On the other hand, infant mortality, which has been greatly reduced during the last fifty years, will be reduced still further. There is no reason at all for most infantile diseases. We are slowly conquering them, one by one, and I believe that most of them such as measles, diphtheria, scarlet fever, rickets and others will probably have been done away with twenty years hence.

Weather control

Last year we looked at weather control and its possible use as a Cold War weapon, but decades before this superpower struggle, Gernsback imagined that “universal weather control” would be as simple as the flip of a switch.

Twenty years hence, weather control will no longer be a theory. While it may take longer than this to actually have universal weather control, within twenty years it will be possible to at least cause rain, when required over cities and farm lands, by electrical means. But we shall not solve the problem of warding off or creating cold and heat in the open for many centuries.

Air conditioning 

In the December 1900 issue of Ladies Home Journal writer John Elfreth Watkins Jr. predicted that the 20th century would see cold air “turned on from spigots to regulate the temperature of a house.” Almost three decades later Gernsback made a similar prediction and, after World War II, those in hotter climates thankfully saw this vision for the future come true.

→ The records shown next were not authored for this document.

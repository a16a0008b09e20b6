// src/engine/source.rs
//
// SourceImage: the uploaded, still-encoded bytes plus the MIME type the caller
// declared for them.

use image::ImageFormat;
use std::sync::Arc;

/// Input formats the decoder accepts.
pub const SUPPORTED_INPUT_FORMATS: [&str; 3] = ["jpeg", "png", "webp"];

/// Encoded input image, shared and immutable.
///
/// Cloning is cheap; the bytes live behind an `Arc` so the orchestrator can
/// hand them to a blocking worker without copying.
#[derive(Clone, Debug)]
pub struct SourceImage {
    bytes: Arc<Vec<u8>>,
    declared_mime: Option<String>,
}

impl SourceImage {
    pub fn new(bytes: Vec<u8>) -> Self {
        Self {
            bytes: Arc::new(bytes),
            declared_mime: None,
        }
    }

    pub fn from_shared(bytes: Arc<Vec<u8>>) -> Self {
        Self {
            bytes,
            declared_mime: None,
        }
    }

    /// Attach the MIME type reported by the file picker. Advisory only.
    pub fn with_declared_mime(mut self, mime: impl Into<String>) -> Self {
        self.declared_mime = Some(mime.into());
        self
    }

    pub fn as_bytes(&self) -> &[u8] {
        self.bytes.as_slice()
    }

    pub fn len(&self) -> usize {
        self.bytes.len()
    }

    pub fn is_empty(&self) -> bool {
        self.bytes.is_empty()
    }

    pub fn declared_mime(&self) -> Option<&str> {
        self.declared_mime.as_deref()
    }

    /// Format sniffed from magic bytes. The declared MIME type plays no part.
    pub fn detect_format(&self) -> Option<ImageFormat> {
        detect_format(self.as_bytes())
    }

    /// True when the caller declared a MIME type that disagrees with the content.
    pub fn declared_mime_mismatch(&self) -> bool {
        match (self.declared_mime(), self.detect_format()) {
            (Some(declared), Some(detected)) => {
                !declared.eq_ignore_ascii_case(detected.to_mime_type())
                    && !(declared.eq_ignore_ascii_case("image/jpg") && detected == ImageFormat::Jpeg)
            }
            _ => false,
        }
    }
}

impl From<Vec<u8>> for SourceImage {
    fn from(bytes: Vec<u8>) -> Self {
        Self::new(bytes)
    }
}

/// Detect input format using magic bytes. Returns None if unknown.
pub fn detect_format(bytes: &[u8]) -> Option<ImageFormat> {
    image::guess_format(bytes).ok()
}

/// Short lowercase name for a detected format.
pub fn format_name(fmt: ImageFormat) -> &'static str {
    match fmt {
        ImageFormat::Jpeg => "jpeg",
        ImageFormat::Png => "png",
        ImageFormat::WebP => "webp",
        ImageFormat::Gif => "gif",
        ImageFormat::Bmp => "bmp",
        ImageFormat::Tiff => "tiff",
        ImageFormat::Avif => "avif",
        ImageFormat::Ico => "ico",
        other => other.to_mime_type(),
    }
}

/// Whether the decoder accepts this format.
pub fn is_supported_input(fmt: ImageFormat) -> bool {
    matches!(fmt, ImageFormat::Jpeg | ImageFormat::Png | ImageFormat::WebP)
}

#[cfg(test)]
mod tests {
    use super::*;

    const PNG_MAGIC: [u8; 8] = [0x89, b'P', b'N', b'G', 0x0D, 0x0A, 0x1A, 0x0A];

    #[test]
    fn detects_by_content() {
        let src = SourceImage::new(PNG_MAGIC.to_vec()).with_declared_mime("image/jpeg");
        assert_eq!(src.detect_format(), Some(ImageFormat::Png));
        assert!(src.declared_mime_mismatch());
    }

    #[test]
    fn matching_declaration_is_not_a_mismatch() {
        let src = SourceImage::new(PNG_MAGIC.to_vec()).with_declared_mime("IMAGE/PNG");
        assert!(!src.declared_mime_mismatch());
        let undeclared = SourceImage::new(PNG_MAGIC.to_vec());
        assert!(!undeclared.declared_mime_mismatch());
    }

    #[test]
    fn jpg_alias_is_accepted() {
        let src = SourceImage::new(vec![0xFF, 0xD8, 0xFF, 0xE0, 0, 0]).with_declared_mime("image/jpg");
        assert_eq!(src.detect_format(), Some(ImageFormat::Jpeg));
        assert!(!src.declared_mime_mismatch());
    }

    #[test]
    fn clones_share_bytes() {
        let src = SourceImage::new(vec![1, 2, 3]);
        let other = src.clone();
        assert_eq!(src.as_bytes().as_ptr(), other.as_bytes().as_ptr());
        assert_eq!(other.len(), 3);
        assert!(!other.is_empty());
    }

    #[test]
    fn unknown_bytes_have_no_format() {
        assert_eq!(detect_format(b"hello world"), None);
        assert!(is_supported_input(ImageFormat::WebP));
        assert!(!is_supported_input(ImageFormat::Gif));
        assert_eq!(format_name(ImageFormat::Jpeg), "jpeg");
    }
}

Within twenty years our private dwellings and office buildings will be artificially cooled, the same as they are heated in the winter time. There is no good engineering reason why we should have to swelter and cut down our production in the summer time, any more than we should freeze in the winter. The present hot water and steam piping systems will probably be used for the artificial cold circulation.

Air travel

Within twenty years there will be far more airplanes in the air than we have cars on the ground now. There will be a great exodus from the city to the country, not a movement back to the farm, but, most likely, a movement back to the home. Inaccessible and practically valueless plots in the most out of the way places will bring high prices for house building sites, because hills and mountain tops will be more accessible than the valleys.

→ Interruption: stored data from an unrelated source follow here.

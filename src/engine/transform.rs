// src/engine/transform.rs
//
// Pixel transform steps and the plan that orders them per tool.

use crate::engine::buffer::PixelBuffer;
use crate::engine::common::EngineResult;
use crate::engine::tier::TierPolicy;
use crate::engine::watermark;
use crate::error::PixelGateError;
use crate::ops::{
    MaskVariant, OutputFormat, StepEffect, StepRequirement, ToolRequest, TransformStep,
};

// High-fidelity mask thresholds. Brightness is compared in f64 so exact
// boundaries like gray 180 stay on the strict side.
const HF_CLEAR_BRIGHTNESS: f64 = 240.0;
const HF_NEUTRAL_BRIGHTNESS: f64 = 200.0;
const HF_NEUTRAL_SATURATION: u8 = 30;
const HF_PARTIAL_BRIGHTNESS: f64 = 180.0;
const HF_PARTIAL_SATURATION: u8 = 50;
const HF_PARTIAL_ALPHA: f64 = 0.3;

/// Basic mask: mean channel value above 220, i.e. R+G+B above 660.
const BASIC_CLEAR_SUM: u16 = 220 * 3;

// Enhancement coefficients, each scaled by the enhancement factor
const CONTRAST_GAIN: f32 = 0.2;
const BRIGHTNESS_GAIN: f32 = 0.1;
const SATURATION_GAIN: f32 = 0.15;
const BLUR_BASE_SIGMA: f32 = 0.5;
const CHANNEL_BOOST: f32 = 0.3;
const BOOST_PIVOT: f32 = 128.0;

/// Ordered list of steps for one run.
#[derive(Clone, Debug, Default, PartialEq)]
pub struct TransformPlan {
    steps: Vec<TransformStep>,
}

impl TransformPlan {
    pub fn new(steps: Vec<TransformStep>) -> Self {
        Self { steps }
    }

    /// Steps for a tool under a resolved tier policy.
    pub fn for_tool(request: &ToolRequest, policy: &TierPolicy) -> Self {
        let steps = match request {
            ToolRequest::RemoveBackground => {
                let variant = if policy.allow_high_fidelity_segmentation {
                    MaskVariant::HighFidelity
                } else {
                    MaskVariant::Basic
                };
                let mut steps = vec![TransformStep::MaskByLuminance { variant }];
                if policy.watermark {
                    steps.push(TransformStep::StampWatermark);
                }
                steps
            }
            ToolRequest::Enhance { .. } => vec![TransformStep::SharpenContrast {
                factor: request.enhancement_factor(),
            }],
            ToolRequest::Compress { .. } => Vec::new(),
        };
        Self { steps }
    }

    pub fn steps(&self) -> &[TransformStep] {
        &self.steps
    }

    pub fn len(&self) -> usize {
        self.steps.len()
    }

    pub fn is_empty(&self) -> bool {
        self.steps.is_empty()
    }

    /// Check step contracts against each other and the output format.
    pub fn validate(&self, output: OutputFormat) -> EngineResult<()> {
        let last = self.steps.len().saturating_sub(1);
        for (idx, step) in self.steps.iter().enumerate() {
            let contract = step.contract();
            if contract.requires.contains(StepRequirement::TERMINAL) && idx != last {
                return Err(PixelGateError::invalid_argument(
                    "transform_plan",
                    contract.name,
                    "step must be the last in the plan",
                ));
            }
            if contract.effects.contains(StepEffect::MODIFIES_ALPHA) && !output.preserves_alpha() {
                return Err(PixelGateError::invalid_argument(
                    "transform_plan",
                    contract.name,
                    format!("alpha changes would be lost when encoding {}", output.as_str()),
                ));
            }
            if let TransformStep::SharpenContrast { factor } = step {
                if !factor.is_finite() || !(0.0..=1.0).contains(factor) {
                    return Err(PixelGateError::invalid_argument(
                        "enhancement_factor",
                        factor.to_string(),
                        "must be within [0, 1]",
                    ));
                }
            }
        }
        Ok(())
    }

    /// Run every step in order. The buffer moves through each step.
    pub fn apply(&self, buffer: PixelBuffer) -> EngineResult<PixelBuffer> {
        self.steps
            .iter()
            .try_fold(buffer, |buf, step| apply_step(step, buf))
    }
}

/// Apply a single step.
pub fn apply_step(step: &TransformStep, mut buffer: PixelBuffer) -> EngineResult<PixelBuffer> {
    match step {
        TransformStep::MaskByLuminance { variant } => {
            mask_by_luminance(&mut buffer, *variant)?;
            Ok(buffer)
        }
        TransformStep::SharpenContrast { factor } => sharpen_contrast(buffer, *factor),
        TransformStep::StampWatermark => {
            watermark::stamp(&mut buffer)?;
            Ok(buffer)
        }
    }
}

/// Heuristic background segmentation. Only alpha changes.
pub fn mask_by_luminance(buffer: &mut PixelBuffer, variant: MaskVariant) -> EngineResult<()> {
    buffer.validate()?;
    match variant {
        MaskVariant::Basic => {
            for px in buffer.pixels_mut() {
                let sum = px[0] as u16 + px[1] as u16 + px[2] as u16;
                if sum > BASIC_CLEAR_SUM {
                    px[3] = 0;
                }
            }
        }
        MaskVariant::HighFidelity => {
            for px in buffer.pixels_mut() {
                px[3] = high_fidelity_alpha(px[0], px[1], px[2], px[3]);
            }
        }
    }
    Ok(())
}

#[inline]
fn high_fidelity_alpha(r: u8, g: u8, b: u8, a: u8) -> u8 {
    let brightness = 0.299 * r as f64 + 0.587 * g as f64 + 0.114 * b as f64;
    let saturation = r.max(g).max(b) - r.min(g).min(b);
    if brightness > HF_CLEAR_BRIGHTNESS
        || (brightness > HF_NEUTRAL_BRIGHTNESS && saturation < HF_NEUTRAL_SATURATION)
    {
        0
    } else if brightness > HF_PARTIAL_BRIGHTNESS && saturation < HF_PARTIAL_SATURATION {
        (a as f64 * HF_PARTIAL_ALPHA).round() as u8
    } else {
        a
    }
}

/// Enhancement: contrast, brightness and saturation filters, an optional
/// softening blur, then a per-channel contrast boost. Alpha is untouched.
pub fn sharpen_contrast(mut buffer: PixelBuffer, factor: f32) -> EngineResult<PixelBuffer> {
    buffer.validate()?;
    let contrast = 1.0 + CONTRAST_GAIN * factor;
    let brightness = 1.0 + BRIGHTNESS_GAIN * factor;
    let saturation = saturate_matrix(1.0 + SATURATION_GAIN * factor);

    for px in buffer.pixels_mut() {
        let mut rgb = [
            px[0] as f32 / 255.0,
            px[1] as f32 / 255.0,
            px[2] as f32 / 255.0,
        ];
        for c in rgb.iter_mut() {
            *c = ((*c - 0.5) * contrast + 0.5).clamp(0.0, 1.0);
        }
        for c in rgb.iter_mut() {
            *c = (*c * brightness).clamp(0.0, 1.0);
        }
        let [r, g, b] = rgb;
        for (channel, row) in px.iter_mut().zip(saturation.iter()) {
            let v = (row[0] * r + row[1] * g + row[2] * b).clamp(0.0, 1.0);
            *channel = (v * 255.0).round() as u8;
        }
    }

    let sigma = (BLUR_BASE_SIGMA - BLUR_BASE_SIGMA * factor).max(0.0);
    if sigma > 0.0 {
        buffer = blur_rgb(buffer, sigma)?;
    }

    let boost = CHANNEL_BOOST * factor;
    for px in buffer.pixels_mut() {
        for c in px.iter_mut().take(3) {
            let v = *c as f32;
            *c = (v + (v - BOOST_PIVOT) * boost).round().clamp(0.0, 255.0) as u8;
        }
    }
    Ok(buffer)
}

/// Filter Effects `saturate` matrix.
fn saturate_matrix(s: f32) -> [[f32; 3]; 3] {
    [
        [0.213 + 0.787 * s, 0.715 - 0.715 * s, 0.072 - 0.072 * s],
        [0.213 - 0.213 * s, 0.715 + 0.285 * s, 0.072 - 0.072 * s],
        [0.213 - 0.213 * s, 0.715 - 0.715 * s, 0.072 + 0.928 * s],
    ]
}

/// Gaussian blur of the color channels; alpha is copied back unchanged.
fn blur_rgb(buffer: PixelBuffer, sigma: f32) -> EngineResult<PixelBuffer> {
    let img = buffer.into_rgba_image()?;
    let mut blurred = image::imageops::blur(&img, sigma);
    for (dst, src) in blurred.pixels_mut().zip(img.pixels()) {
        dst.0[3] = src.0[3];
    }
    PixelBuffer::from_rgba_image(blurred)
}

I do not see the airplane, as it is today, neither do I see the helicopter as the final solution for aircraft. As long as an airplane requires a landing field, or at least, a space for a runway of 100 yards, or more, to either alight or take off, airplanes will not come into universal use. The helicopter idea, to my mind, is not sound. The chances are that we shall have an airplane that will be able to land on rooftops, or even in streets, if necessary. I believe that airplanes will be articulated in such a way that the entire plane can be spun around practically within its own length, and kept on circling in this small space as long as necessary. This would be the equivalent of “standing still,” for an automobile. If a landing were to be made, the airplane could then spiral down by gradually losing altitude. It could rise the same way, always spiralling in a small circle, which need not exceed 50 feet in diameter, and perhaps even a great deal less for smaller machines.

I firmly believe that within twenty years air-liners of a special construction will make the trip from New York to Paris within ten to twelve hours at a maximum, flying through the upper strata of our atmosphere. The flying would be done at tremendously high altitudes, for the simple reason that here there is less air resistance, with a consequent increase in speed and safety. The entire hull for passengers and crew would be practically airtight, as the space would have to be supplied with air at proper pressure, and, due to the tremendous cold at high altitudes, the inside would have to be heated artifically as well, either from the exhaust of the engines, or electrically.